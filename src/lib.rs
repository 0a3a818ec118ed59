//! Slice-based stores with memoized selectors and change-only observers.
//!
//! A [`Registry`] is the namespace every member is registered into.
//! Actions and selectors are registered first, then the slices that handle and
//! claim them, then the [`Store`] that composes the slices. Once the store is
//! created, actions dispatch into it and selectors evaluate against its
//! [`StoreState`] snapshots.
//!
//! ```
//! use slicemut::*;
//!
//! #[derive(Clone, Default)]
//! struct Counter {
//!     value: i32,
//! }
//!
//! let registry = Registry::new();
//! let increment = registry
//!     .create_action(None, "counter", "increment", |n: i32, _| Ok(n))
//!     .unwrap();
//! let value = registry
//!     .create_selector(
//!         SelectorBuilder::<()>::new("value")
//!             .build(|state, _| state.slice::<Counter>("counter").value),
//!     )
//!     .unwrap();
//! let counter = registry
//!     .create_slice(
//!         SliceBuilder::<Counter>::with_default("counter").on(
//!             increment.action_type(),
//!             |s, a| s.value += a.payload::<i32>().copied().unwrap_or_default(),
//!         ),
//!     )
//!     .unwrap();
//! let store = registry
//!     .create_store(StoreBuilder::new().slice(&counter).selector(&value))
//!     .unwrap();
//!
//! increment.invoke(5).unwrap();
//! assert_eq!(*value.select(&store.get_state(), ()).unwrap(), 5);
//! ```

mod action;
mod error;
mod id;
mod import;
mod matrix;
mod observe;
mod registry;
mod selector;
mod slice;
mod store;
mod subscription;
mod validate;

pub use action::{
    async_action::{AsyncAction, AsyncActionOptions},
    Action, ActionMeta, ActionRecord, HookOutcome, StoreAccess, Value,
};
pub use error::{Error, ErrorKind, NameKind, UserError};
pub use id::{
    ActionPhase, ActionType, AsyncActionTypes, MemberId, StateVersion, DEFAULT_STORE_NAME,
    SEPARATOR, STORE_SLICE,
};
pub use import::{ActionImport, AsyncActionImport, Import, SelectorImport};
pub use observe::{Observation, StateObservation};
pub use registry::Registry;
pub use selector::{
    AsSelectorRef, Params, Selector, SelectorBuilder, SelectorContext, SelectorDef,
    SelectorOptions, SelectorRef, SelectorSource,
};
pub use slice::{ReducerTable, SliceBuilder, SliceHandle};
pub use store::{Store, StoreBuilder, StoreState, StoreStatus};
pub use subscription::Subscription;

────────────────────

Every line of the listing that includes the word "subscription" belongs in the answer.

**EXERCISE ANSWER**
mod subscription;
pub use subscription::Subscription;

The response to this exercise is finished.